• WHAT TO WORK ON
Of the entries that follow, how many lines hold the word "ScoringConfig"? Reply with the number only.

• SUPPLIED MATERIAL
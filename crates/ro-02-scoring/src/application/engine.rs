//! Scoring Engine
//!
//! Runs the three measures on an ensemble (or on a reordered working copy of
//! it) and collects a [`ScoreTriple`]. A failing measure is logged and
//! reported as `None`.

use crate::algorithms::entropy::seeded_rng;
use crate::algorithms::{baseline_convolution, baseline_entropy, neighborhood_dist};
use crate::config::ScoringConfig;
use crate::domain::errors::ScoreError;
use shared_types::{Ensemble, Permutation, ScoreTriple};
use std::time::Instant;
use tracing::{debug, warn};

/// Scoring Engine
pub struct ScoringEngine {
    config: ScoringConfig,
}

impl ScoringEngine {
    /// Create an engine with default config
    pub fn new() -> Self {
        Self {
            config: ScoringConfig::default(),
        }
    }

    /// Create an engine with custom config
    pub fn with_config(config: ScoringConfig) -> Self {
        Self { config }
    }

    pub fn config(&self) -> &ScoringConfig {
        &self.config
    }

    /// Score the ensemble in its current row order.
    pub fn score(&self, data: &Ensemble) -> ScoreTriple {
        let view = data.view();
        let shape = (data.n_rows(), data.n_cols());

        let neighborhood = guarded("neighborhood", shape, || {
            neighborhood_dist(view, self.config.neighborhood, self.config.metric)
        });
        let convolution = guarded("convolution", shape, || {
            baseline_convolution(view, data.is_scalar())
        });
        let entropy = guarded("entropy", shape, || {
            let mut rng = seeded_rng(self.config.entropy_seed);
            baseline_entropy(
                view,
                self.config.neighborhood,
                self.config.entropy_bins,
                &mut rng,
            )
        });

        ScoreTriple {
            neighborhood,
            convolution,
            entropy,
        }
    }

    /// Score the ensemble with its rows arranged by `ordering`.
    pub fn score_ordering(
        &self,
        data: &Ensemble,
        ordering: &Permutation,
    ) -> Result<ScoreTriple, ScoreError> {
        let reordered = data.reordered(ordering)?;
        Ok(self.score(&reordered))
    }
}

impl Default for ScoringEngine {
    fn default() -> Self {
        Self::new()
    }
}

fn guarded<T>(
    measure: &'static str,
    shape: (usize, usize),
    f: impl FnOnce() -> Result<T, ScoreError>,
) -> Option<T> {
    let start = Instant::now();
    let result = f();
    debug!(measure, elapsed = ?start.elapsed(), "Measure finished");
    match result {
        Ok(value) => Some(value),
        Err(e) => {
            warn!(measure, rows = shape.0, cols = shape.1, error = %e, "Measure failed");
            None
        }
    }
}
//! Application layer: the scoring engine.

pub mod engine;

• TASK RESPONSE
5